Inflammatory Cytokines in the Pathogenesis of Pulmonary Arterial Hypertension

2020 
Interleukin-6 (IL-6) is a multifunctional pro-inflammatory cytokine elevated in the serum of pulmonary arterial hypertension (PAH) patients and can predict the survival of idiopathic (I)PAH patients. Previous animal experiments and clinical human studies indicate that IL-6 is important in the pathogenesis of PAH; however, the molecular mechanisms of IL-6-mediated pathogenesis of PAH have been elusive. We recently identified IL-21 as a novel downstream cytokine of IL-6-signaling in PAH. First, we found that IL-6 blockade by the monoclonal anti-IL-6 receptor antibody, MR16–1, ameliorated hypoxia-induced pulmonary hypertension (HPH) and prevented the hypoxia-induced accumulation of Th17 cells and M2 macrophages in the lungs.
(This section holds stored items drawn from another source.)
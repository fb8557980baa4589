//! End-to-end tests for top-level CLI behaviour.

use assert_cmd::Command;
use predicates::prelude::*;

fn leakgate() -> Command {
    Command::new(env!("CARGO_BIN_EXE_leakgate"))
}

#[test]
fn no_arguments_shows_help() {
    leakgate()
        .assert()
        .failure()
        .stderr(predicate::str::contains("Usage"));
}

#[test]
fn version_flag_prints_name() {
    leakgate()
        .arg("--version")
        .assert()
        .success()
        .stdout(predicate::str::contains("leakgate"));
}

#[test]
fn unknown_subcommand_fails() {
    leakgate().arg("frobnicate").assert().failure();
}

#[test]
fn rules_lists_builtin_rules() {
    leakgate()
        .arg("rules")
        .assert()
        .success()
        .stdout(predicate::str::contains("content-secret"))
        .stdout(predicate::str::contains("content-pii"));
}

#[test]
fn rules_category_filter_narrows_output() {
    leakgate()
        .args(["rules", "--category", "content-pii"])
        .assert()
        .success()
        .stdout(predicate::str::contains("content-pii"))
        .stdout(predicate::str::contains("rules"));
}

#[test]
fn rules_unknown_category_reports_no_matches() {
    leakgate()
        .args(["rules", "--category", "nonsense"])
        .assert()
        .success()
        .stdout(predicate::str::contains("no rules match"));
}

#[test]
fn rules_verbose_shows_rule_ids() {
    leakgate()
        .args(["rules", "--verbose"])
        .assert()
        .success()
        .stdout(predicate::str::contains("content-secret/github-pat"));
}

#[test]
fn bash_completions() {
    leakgate()
        .args(["completions", "bash"])
        .assert()
        .success()
        .stdout(predicate::str::contains("complete"));
}

#[test]
fn zsh_completions() {
    leakgate()
        .args(["completions", "zsh"])
        .assert()
        .success()
        .stdout(predicate::str::contains("compdef"));
}

#[test]
fn fish_completions() {
    leakgate()
        .args(["completions", "fish"])
        .assert()
        .success()
        .stdout(predicate::str::contains("complete"));
}

#[test]
fn invalid_shell_fails() {
    leakgate().args(["completions", "invalid-shell"]).assert().failure();
}
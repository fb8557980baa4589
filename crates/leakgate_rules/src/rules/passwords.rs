//! Hardcoded password assignment rules.

use crate::rule::{Category, RuleDef, Severity};

const PLACEHOLDER_VALUES: &[&str] = &[
    "password",
    "passwd",
    "changeme",
    "change_me",
    "change-me",
    "example",
    "placeholder",
    "secret",
    "your_password",
    "dummy",
    "xxxx",
    "****",
];

fn is_placeholder(matched: &str) -> bool {
    let Some(value) = assigned_value(matched) else {
        return true;
    };
    let value = value.to_ascii_lowercase();

    // Template expansions are not literal passwords.
    if value.contains("${") || value.contains('<') || value.contains("{{") || value.contains("%s") {
        return true;
    }

    PLACEHOLDER_VALUES.iter().any(|p| value.contains(p))
}

fn assigned_value(matched: &str) -> Option<&str> {
    let open = matched.find(['\'', '"'])?;
    let value = &matched[open + 1..];
    Some(value.strip_suffix(['\'', '"']).unwrap_or(value))
}

/// Rules detecting password literals assigned in content.
pub static RULES: &[RuleDef] = &[crate::rule! {
    id: "content-secret/password-assignment",
    category: Category::ContentSecret,
    name: "Hardcoded Password Assignment",
    description: "A password literal assigned to a password-named variable.",
    severity: Severity::High,
    regex: r#"(?i)(?:password|passwd|pwd)\s*[:=]\s*['"][^'"]{4,}['"]"#,
    keywords: &["password", "passwd", "pwd"],
    suppress: Some(|_line, matched| is_placeholder(matched)),
}];
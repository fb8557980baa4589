//! Core detection and classification engine for leakgate.
//!
//! This crate turns a read-only view of a version-controlled repository
//! into a [`Report`] of privacy and secret findings. It is designed to
//! be embedded in CLIs and CI pipelines.
//!
//! # Main Types
//!
//! - [`scan`] - Runs all probes over a repository view and aggregates a report
//! - [`RuleSet`] - Compiled detection rules with keyword pre-filtering
//! - [`RepoSource`] - The version-control backend the probes read from
//! - [`Finding`] / [`Report`] - The detection result model
//! - [`Config`] - User configuration loaded from `.leakgate.toml`
//!
//! # Error Handling
//!
//! This crate uses [`thiserror`] for structured, typed errors that
//! library consumers can match on:
//!
//! - [`RuleError`] - Rule compilation failures
//! - [`ConfigError`] - Configuration loading/parsing failures
//! - [`ScanError`] - Scan-aborting conditions (missing repository, cancellation)
//!
//! The CLI crate (`leakgate_cli`) uses `anyhow` for error propagation.

/// Binary content detection heuristics.
pub mod binary;
/// User configuration loaded from `.leakgate.toml`.
pub mod config;
/// Error types for rule compilation, configuration, and scanning.
pub mod error;
/// Types representing detected leaks and their locations.
pub mod finding;
/// The line-level matcher that applies a rule set to text.
pub mod matcher;
/// Common re-exports for internal use.
pub mod prelude;
/// The four probes that inspect different views of the repository.
pub mod probes;
/// Report aggregation and ordering.
pub mod report;
/// Compiled rules and the keyword-indexed rule set.
pub mod rule;
/// Scan orchestration, options, and cancellation.
pub mod scan;
/// The version-control collaborator interface.
pub mod source;
#[cfg(test)]
pub(crate) mod test_utils;
/// Text utilities for line boundary detection.
pub mod text;

pub use config::{Config, ConfigError, CustomRule};
pub use error::{RuleError, ScanError};
pub use finding::{Finding, Location};
pub use leakgate_rules::{Category, Severity};
pub use matcher::{Matcher, RuleMatch};
pub use report::{Report, aggregate};
pub use rule::{Rule, RuleSet};
pub use scan::{CancelFlag, Environment, ScanOptions, scan};
pub use source::{BlobId, ChangeKind, ChangedFile, CommitId, CommitRecord, FileData, Identity, RepoSource};

/// Default filename for leakgate configuration.
pub const CONFIG_FILENAME: &str = ".leakgate.toml";
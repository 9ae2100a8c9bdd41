#![doc = "Common types shared across the hot-plug validator workspace."]

pub mod clock;
pub mod config;
pub mod error;
pub mod resource;
pub mod state;
pub mod wait;

pub use clock::*;
pub use config::*;
pub use error::*;
pub use resource::*;
pub use state::*;
pub use wait::*;
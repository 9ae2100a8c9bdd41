//! Kernel boundary for hot-plug cycles.
//!
//! This crate provides:
//! - [`ResourceControl`] trait for requesting removal/addition and enumerating
//!   present resources
//! - [`control`] module with the sysfs implementation
//! - [`registry`] module resolving descriptors into [`Resource`] records
//! - [`ordering`] module with identity and seeded-random iteration orders
//! - [`probe`] module with link, reachability and multipath path probes
//! - [`simulated`] module with in-memory stand-ins for all of the above

pub mod control;
pub mod ordering;
pub mod probe;
pub mod registry;
#[cfg(feature = "simulated")]
pub mod simulated;

pub use control::*;
pub use ordering::*;
pub use probe::*;
pub use registry::*;
#[cfg(feature = "simulated")]
pub use simulated::*;

use hotplug_common::{HotplugResult, Resource};
use std::collections::BTreeSet;

/// Value written to a control attribute to request removal.
pub const DISABLE_VALUE: &str = "0\n";

/// Value written to a control attribute to request addition.
pub const ENABLE_VALUE: &str = "1\n";

/// Resource control abstraction.
///
/// Both write operations are asynchronous: a successful return only means the
/// kernel accepted the request. Completion has to be observed through
/// [`list_present`](ResourceControl::list_present).
pub trait ResourceControl: Send + Sync {
    /// Request removal of `resource`.
    ///
    /// Failure to write the control attribute is reported as
    /// [`HotplugError::FatalIo`](hotplug_common::HotplugError::FatalIo).
    fn request_remove(&self, resource: &Resource) -> HotplugResult<()>;

    /// Request (re-)addition of `resource`.
    fn request_add(&self, resource: &Resource) -> HotplugResult<()>;

    /// Identifiers of all currently visible resources.
    fn list_present(&self) -> HotplugResult<BTreeSet<String>>;

    /// Whether `resource` is currently visible.
    fn is_present(&self, resource: &Resource) -> HotplugResult<bool> {
        Ok(self.list_present()?.contains(&resource.id))
    }
}
//! In-memory control and probes for testing without hardware.
//!
//! The simulated kernel applies a removal or addition a configurable latency
//! after it was requested, measured on the injected [`Clock`]. Faults are
//! injected per resource: a removal that never completes, an addition that
//! never completes, or control writes that fail.

use crate::probe::{LinkProbe, PathProbe, PathState, ReachabilityProbe};
use crate::ResourceControl;
use hotplug_common::{
    Clock, DeviceClass, HotplugError, HotplugResult, Resource, ResourceDescriptor,
};
use std::collections::{BTreeMap, BTreeSet, HashMap};
use std::net::IpAddr;
use std::sync::atomic::{AtomicU64, Ordering};
use std::sync::{Arc, Mutex, PoisonError};
use std::time::{Duration, Instant};

/// Per-resource fault injection.
#[derive(Debug, Clone, Copy, Default, PartialEq, Eq)]
pub struct SimulatedFault {
    /// Removal is accepted but the resource never disappears.
    pub stuck_present: bool,
    /// Addition is accepted but the resource never reappears.
    pub stuck_absent: bool,
    /// Every control write fails with a permission error.
    pub write_fails: bool,
    /// The next `failing_adds` addition requests fail with a permission
    /// error; removals are unaffected.
    pub failing_adds: u32,
}

#[derive(Debug, Clone, Copy)]
enum Pending {
    Remove(Instant),
    Add(Instant),
}

#[derive(Debug, Default)]
struct SimState {
    present: BTreeSet<String>,
    pending: HashMap<String, Pending>,
    faults: HashMap<String, SimulatedFault>,
    removes: HashMap<String, u32>,
    adds: HashMap<String, u32>,
}

impl SimState {
    fn settle(&mut self, now: Instant) {
        let mut done = Vec::new();
        for (id, pending) in &self.pending {
            let fault = self.faults.get(id).copied().unwrap_or_default();
            match *pending {
                Pending::Remove(at) if now >= at && !fault.stuck_present => {
                    done.push((id.clone(), false));
                }
                Pending::Add(at) if now >= at && !fault.stuck_absent => {
                    done.push((id.clone(), true));
                }
                _ => {}
            }
        }
        for (id, present) in done {
            self.pending.remove(&id);
            if present {
                self.present.insert(id);
            } else {
                self.present.remove(&id);
            }
        }
    }
}

/// Simulated kernel control for a fixed set of resources.
#[derive(Debug)]
pub struct SimulatedControl {
    clock: Arc<dyn Clock>,
    remove_latency: Duration,
    add_latency: Duration,
    state: Mutex<SimState>,
}

impl SimulatedControl {
    /// Create a control where `present` resources start out visible.
    pub fn new<I, S>(clock: Arc<dyn Clock>, present: I) -> Self
    where
        I: IntoIterator<Item = S>,
        S: Into<String>,
    {
        let state = SimState {
            present: present.into_iter().map(Into::into).collect(),
            ..SimState::default()
        };
        Self {
            clock,
            remove_latency: Duration::from_secs(2),
            add_latency: Duration::from_secs(5),
            state: Mutex::new(state),
        }
    }

    /// Set how long removal and addition take to become visible.
    #[must_use]
    pub fn with_latency(mut self, remove: Duration, add: Duration) -> Self {
        self.remove_latency = remove;
        self.add_latency = add;
        self
    }

    /// Inject a fault for `id`.
    pub fn inject_fault(&self, id: &str, fault: SimulatedFault) {
        self.lock().faults.insert(id.to_string(), fault);
    }

    /// Number of removal requests accepted for `id`.
    pub fn remove_requests(&self, id: &str) -> u32 {
        self.lock().removes.get(id).copied().unwrap_or(0)
    }

    /// Number of addition requests accepted for `id`.
    pub fn add_requests(&self, id: &str) -> u32 {
        self.lock().adds.get(id).copied().unwrap_or(0)
    }

    fn lock(&self) -> std::sync::MutexGuard<'_, SimState> {
        self.state.lock().unwrap_or_else(PoisonError::into_inner)
    }

    fn request(&self, resource: &Resource, add: bool) -> HotplugResult<()> {
        let mut state = self.lock();
        let fault = state.faults.get(&resource.id).copied().unwrap_or_default();
        let add_refused = add && fault.failing_adds > 0;
        if add_refused {
            if let Some(f) = state.faults.get_mut(&resource.id) {
                f.failing_adds -= 1;
            }
        }
        if fault.write_fails || add_refused {
            return Err(HotplugError::FatalIo {
                path: resource.control_path.clone(),
                reason: "Permission denied (os error 13)".into(),
            });
        }

        let now = self.clock.now();
        let (pending, counter) = if add {
            (Pending::Add(now + self.add_latency), &mut state.adds)
        } else {
            (Pending::Remove(now + self.remove_latency), &mut state.removes)
        };
        *counter.entry(resource.id.clone()).or_insert(0) += 1;
        state.pending.insert(resource.id.clone(), pending);
        Ok(())
    }
}

impl ResourceControl for SimulatedControl {
    fn request_remove(&self, resource: &Resource) -> HotplugResult<()> {
        self.request(resource, false)
    }

    fn request_add(&self, resource: &Resource) -> HotplugResult<()> {
        self.request(resource, true)
    }

    fn list_present(&self) -> HotplugResult<BTreeSet<String>> {
        let now = self.clock.now();
        let mut state = self.lock();
        state.settle(now);
        Ok(state.present.clone())
    }
}

/// Build a resource record for a descriptor without touching sysfs.
pub fn simulated_resource(descriptor: &ResourceDescriptor, class: DeviceClass) -> Resource {
    let id = descriptor.to_string();
    Resource {
        control_path: format!("sim://{id}/control"),
        display_name: id.clone(),
        id,
        class,
        group: None,
    }
}

/// Link that comes up a fixed delay after the first query, or never.
#[derive(Debug)]
pub struct SimulatedLinkProbe {
    clock: Arc<dyn Clock>,
    delay: Option<Duration>,
    first_query: Mutex<HashMap<String, Instant>>,
    queries: AtomicU64,
}

impl SimulatedLinkProbe {
    /// `delay = None` keeps the link down forever.
    pub fn new(clock: Arc<dyn Clock>, delay: Option<Duration>) -> Self {
        Self {
            clock,
            delay,
            first_query: Mutex::new(HashMap::new()),
            queries: AtomicU64::new(0),
        }
    }

    /// Number of link queries so far.
    pub fn queries(&self) -> u64 {
        self.queries.load(Ordering::Acquire)
    }
}

impl LinkProbe for SimulatedLinkProbe {
    fn link_up(&self, resource: &Resource) -> HotplugResult<bool> {
        self.queries.fetch_add(1, Ordering::AcqRel);
        let Some(delay) = self.delay else {
            return Ok(false);
        };
        let now = self.clock.now();
        let mut first = self.first_query.lock().unwrap_or_else(PoisonError::into_inner);
        let since = *first.entry(resource.id.clone()).or_insert(now);
        let up = now.duration_since(since) >= delay;
        if up {
            // Next cycle starts from a fresh link-down
            first.remove(&resource.id);
        }
        Ok(up)
    }
}

/// Reachability with a fixed answer and a call counter.
#[derive(Debug)]
pub struct SimulatedReachability {
    reachable: bool,
    calls: AtomicU64,
}

impl SimulatedReachability {
    /// Every probe answers `reachable`.
    pub fn new(reachable: bool) -> Self {
        Self {
            reachable,
            calls: AtomicU64::new(0),
        }
    }

    /// Number of probes sent.
    pub fn calls(&self) -> u64 {
        self.calls.load(Ordering::Acquire)
    }
}

impl ReachabilityProbe for SimulatedReachability {
    fn probe(
        &self,
        _resource: &Resource,
        _peer: IpAddr,
        _timeout: Duration,
    ) -> HotplugResult<bool> {
        self.calls.fetch_add(1, Ordering::AcqRel);
        Ok(self.reachable)
    }
}

/// Fixed multipath topology with per-path states.
#[derive(Debug, Default)]
pub struct SimulatedPathProbe {
    paths: Mutex<BTreeMap<String, Vec<String>>>,
    states: Mutex<BTreeMap<String, PathState>>,
    enumerations: AtomicU64,
}

impl SimulatedPathProbe {
    /// Empty topology.
    pub fn new() -> Self {
        Self::default()
    }

    /// Attach `paths` to `resource_id`, all initially active/ready.
    pub fn attach<S: AsRef<str>>(&self, resource_id: &str, paths: &[S]) {
        let names: Vec<String> = paths.iter().map(|p| p.as_ref().to_string()).collect();
        let mut states = self.states.lock().unwrap_or_else(PoisonError::into_inner);
        for name in &names {
            states.insert(name.clone(), PathState::new("active", "ready"));
        }
        self.paths
            .lock()
            .unwrap_or_else(PoisonError::into_inner)
            .insert(resource_id.to_string(), names);
    }

    /// Override the state of one path.
    pub fn set_state(&self, path: &str, state: PathState) {
        self.states
            .lock()
            .unwrap_or_else(PoisonError::into_inner)
            .insert(path.to_string(), state);
    }

    /// Number of times the path set was enumerated.
    pub fn enumerations(&self) -> u64 {
        self.enumerations.load(Ordering::Acquire)
    }
}

impl PathProbe for SimulatedPathProbe {
    fn paths(&self, resource: &Resource) -> HotplugResult<Vec<String>> {
        self.enumerations.fetch_add(1, Ordering::AcqRel);
        Ok(self
            .paths
            .lock()
            .unwrap_or_else(PoisonError::into_inner)
            .get(&resource.id)
            .cloned()
            .unwrap_or_default())
    }

    fn path_state(&self, path: &str) -> HotplugResult<Option<PathState>> {
        Ok(self
            .states
            .lock()
            .unwrap_or_else(PoisonError::into_inner)
            .get(path)
            .cloned())
    }
}
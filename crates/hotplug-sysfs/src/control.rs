//! Sysfs-backed resource control.
//!
//! Removal and addition are requested by writing `0`/`1` to a control
//! attribute resolved by the registry: a PCI slot's `power` file or a CPU's
//! `online` file. Presence is read from the PCI device directory and the
//! kernel's online CPU list.

use crate::{ResourceControl, DISABLE_VALUE, ENABLE_VALUE};
use hotplug_common::{HotplugError, HotplugResult, Resource};
use std::collections::BTreeSet;
use std::fs::OpenOptions;
use std::io::{ErrorKind, Write};
use std::path::{Path, PathBuf};
use tracing::{debug, error};

/// Well-known locations under a sysfs/procfs root.
#[derive(Debug, Clone)]
pub struct SysfsPaths {
    root: PathBuf,
}

impl Default for SysfsPaths {
    fn default() -> Self {
        Self::new("/")
    }
}

impl SysfsPaths {
    /// Paths relative to `root` (normally `/`).
    pub fn new(root: impl Into<PathBuf>) -> Self {
        Self { root: root.into() }
    }

    /// The configured root.
    pub fn root(&self) -> &Path {
        &self.root
    }

    /// `/sys/bus/pci/devices`
    pub fn pci_devices(&self) -> PathBuf {
        self.root.join("sys/bus/pci/devices")
    }

    /// `/sys/bus/pci/devices/<bdf>`
    pub fn pci_device(&self, bdf: &str) -> PathBuf {
        self.pci_devices().join(bdf)
    }

    /// `/sys/bus/pci/slots`
    pub fn pci_slots(&self) -> PathBuf {
        self.root.join("sys/bus/pci/slots")
    }

    /// `/proc/device-tree`
    pub fn device_tree(&self) -> PathBuf {
        self.root.join("proc/device-tree")
    }

    /// `/sys/devices/system/cpu`
    pub fn cpus(&self) -> PathBuf {
        self.root.join("sys/devices/system/cpu")
    }

    /// `/sys/devices/system/cpu/cpu<n>`
    pub fn cpu(&self, index: u32) -> PathBuf {
        self.cpus().join(format!("cpu{index}"))
    }
}

/// Resource control through real sysfs attributes.
#[derive(Debug, Clone, Default)]
pub struct SysfsControl {
    paths: SysfsPaths,
}

impl SysfsControl {
    /// Create a control rooted at `root`.
    pub fn new(root: impl Into<PathBuf>) -> Self {
        Self {
            paths: SysfsPaths::new(root),
        }
    }

    /// Underlying path layout.
    pub fn paths(&self) -> &SysfsPaths {
        &self.paths
    }

    fn write_control(&self, resource: &Resource, value: &str) -> HotplugResult<()> {
        let path = Path::new(&resource.control_path);
        debug!(
            resource = %resource.id,
            path = %path.display(),
            value = value.trim(),
            "Writing control attribute"
        );

        // No create(): a missing attribute must fail, not be fabricated
        let result = OpenOptions::new()
            .write(true)
            .open(path)
            .and_then(|mut file| file.write_all(value.as_bytes()));

        result.map_err(|e| {
            error!(
                resource = %resource.id,
                path = %path.display(),
                error = %e,
                "Control write failed"
            );
            HotplugError::fatal_io(path, &e)
        })
    }

    fn present_pci_devices(&self, present: &mut BTreeSet<String>) -> HotplugResult<()> {
        let dir = self.paths.pci_devices();
        let entries = match std::fs::read_dir(&dir) {
            Ok(entries) => entries,
            Err(e) if e.kind() == ErrorKind::NotFound => return Ok(()),
            Err(e) => {
                return Err(HotplugError::Probe(format!(
                    "cannot list {}: {e}",
                    dir.display()
                )))
            }
        };

        for entry in entries {
            let entry = entry.map_err(|e| HotplugError::Probe(e.to_string()))?;
            present.insert(entry.file_name().to_string_lossy().into_owned());
        }
        Ok(())
    }

    fn present_cpus(&self, present: &mut BTreeSet<String>) -> HotplugResult<()> {
        let online = self.paths.cpus().join("online");
        let list = match std::fs::read_to_string(&online) {
            Ok(list) => list,
            Err(e) if e.kind() == ErrorKind::NotFound => return Ok(()),
            Err(e) => {
                return Err(HotplugError::Probe(format!(
                    "cannot read {}: {e}",
                    online.display()
                )))
            }
        };

        for cpu in parse_cpu_list(&list)? {
            present.insert(format!("cpu{cpu}"));
        }
        Ok(())
    }
}

impl ResourceControl for SysfsControl {
    fn request_remove(&self, resource: &Resource) -> HotplugResult<()> {
        self.write_control(resource, DISABLE_VALUE)
    }

    fn request_add(&self, resource: &Resource) -> HotplugResult<()> {
        self.write_control(resource, ENABLE_VALUE)
    }

    fn list_present(&self) -> HotplugResult<BTreeSet<String>> {
        let mut present = BTreeSet::new();
        self.present_pci_devices(&mut present)?;
        self.present_cpus(&mut present)?;
        Ok(present)
    }
}

/// Parse a kernel CPU range list such as `0-3,8,10-11`.
///
/// # Errors
///
/// Returns [`HotplugError::Probe`] on malformed input.
pub fn parse_cpu_list(list: &str) -> HotplugResult<Vec<u32>> {
    let bad = || HotplugError::Probe(format!("malformed cpu list '{}'", list.trim()));
    let mut cpus = Vec::new();

    for part in list.trim().split(',').filter(|p| !p.is_empty()) {
        match part.split_once('-') {
            Some((lo, hi)) => {
                let lo: u32 = lo.trim().parse().map_err(|_| bad())?;
                let hi: u32 = hi.trim().parse().map_err(|_| bad())?;
                if lo > hi {
                    return Err(bad());
                }
                cpus.extend(lo..=hi);
            }
            None => cpus.push(part.trim().parse().map_err(|_| bad())?),
        }
    }
    Ok(cpus)
}

#[cfg(test)]
mod tests {
    use super::*;
    use hotplug_common::DeviceClass;
    use std::fs;

    fn cpu_resource(path: &Path) -> Resource {
        Resource {
            id: "cpu1".into(),
            class: DeviceClass::Generic,
            control_path: path.display().to_string(),
            display_name: "cpu1".into(),
            group: None,
        }
    }

    #[test]
    fn test_parse_cpu_list() {
        assert_eq!(parse_cpu_list("0-3,8,10-11\n").unwrap(), vec![0, 1, 2, 3, 8, 10, 11]);
        assert_eq!(parse_cpu_list("0").unwrap(), vec![0]);
        assert!(parse_cpu_list("").unwrap().is_empty());
        assert!(parse_cpu_list("3-1").is_err());
        assert!(parse_cpu_list("a-b").is_err());
    }

    #[test]
    fn test_write_control_values() {
        let dir = tempfile::tempdir().unwrap();
        let online = dir.path().join("online");
        fs::write(&online, "1\n").unwrap();
        let control = SysfsControl::new(dir.path());
        let res = cpu_resource(&online);

        control.request_remove(&res).unwrap();
        assert_eq!(fs::read_to_string(&online).unwrap(), "0\n");
        control.request_add(&res).unwrap();
        assert_eq!(fs::read_to_string(&online).unwrap(), "1\n");
    }

    #[test]
    fn test_missing_control_is_fatal_io() {
        let dir = tempfile::tempdir().unwrap();
        let control = SysfsControl::new(dir.path());
        let res = cpu_resource(&dir.path().join("does-not-exist"));

        let err = control.request_remove(&res).unwrap_err();
        assert!(matches!(err, HotplugError::FatalIo { .. }));
        assert!(!dir.path().join("does-not-exist").exists());
    }

    #[test]
    fn test_list_present_merges_pci_and_cpus() {
        let dir = tempfile::tempdir().unwrap();
        let paths = SysfsPaths::new(dir.path());
        fs::create_dir_all(paths.pci_device("0001:00:00.0")).unwrap();
        fs::create_dir_all(paths.pci_device("0002:01:00.1")).unwrap();
        fs::create_dir_all(paths.cpus()).unwrap();
        fs::write(paths.cpus().join("online"), "0-1,3\n").unwrap();

        let present = SysfsControl::new(dir.path()).list_present().unwrap();
        let expected: BTreeSet<String> = ["0001:00:00.0", "0002:01:00.1", "cpu0", "cpu1", "cpu3"]
            .iter()
            .map(|s| (*s).to_string())
            .collect();
        assert_eq!(present, expected);
    }

    #[test]
    fn test_list_present_on_empty_root() {
        let dir = tempfile::tempdir().unwrap();
        assert!(SysfsControl::new(dir.path()).list_present().unwrap().is_empty());
    }
}
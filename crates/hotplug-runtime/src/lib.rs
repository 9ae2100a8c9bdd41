#![doc = "Lifecycle engine for hot-plug validation runs."]

pub mod aggregator;
pub mod budget;
pub mod orchestrator;
pub mod recovery;

pub use aggregator::*;
pub use budget::*;
pub use orchestrator::*;
pub use recovery::*;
Furthermore, the hypoxia-induced upregulation of IL-17 and IL-21, which are primarily produced by Th17 cells, was also ameliorated by IL-6 blockade in mice. Whereas IL-17 blockade with an anti-IL-17 neutralizing antibody had no effect on HPH, IL-21 receptor-deficient mice were resistant to HPH and exhibited no significant accumulation of M2 macrophages in the lungs. Consistently, IL-21 indeed promoted the polarization of primary alveolar macrophages toward the M2 phenotype. Moreover, significantly enhanced expressions of IL-21 and M2 macrophage markers were detected in the lungs of IPAH patients who underwent lung transplantation. Together, the above data suggest that IL-21 promotes PAH through M2 macrophage polarization, downstream of IL-6-signaling. IL-6/Th17/IL-21-signaling axis might be a novel potential target for treating PAH.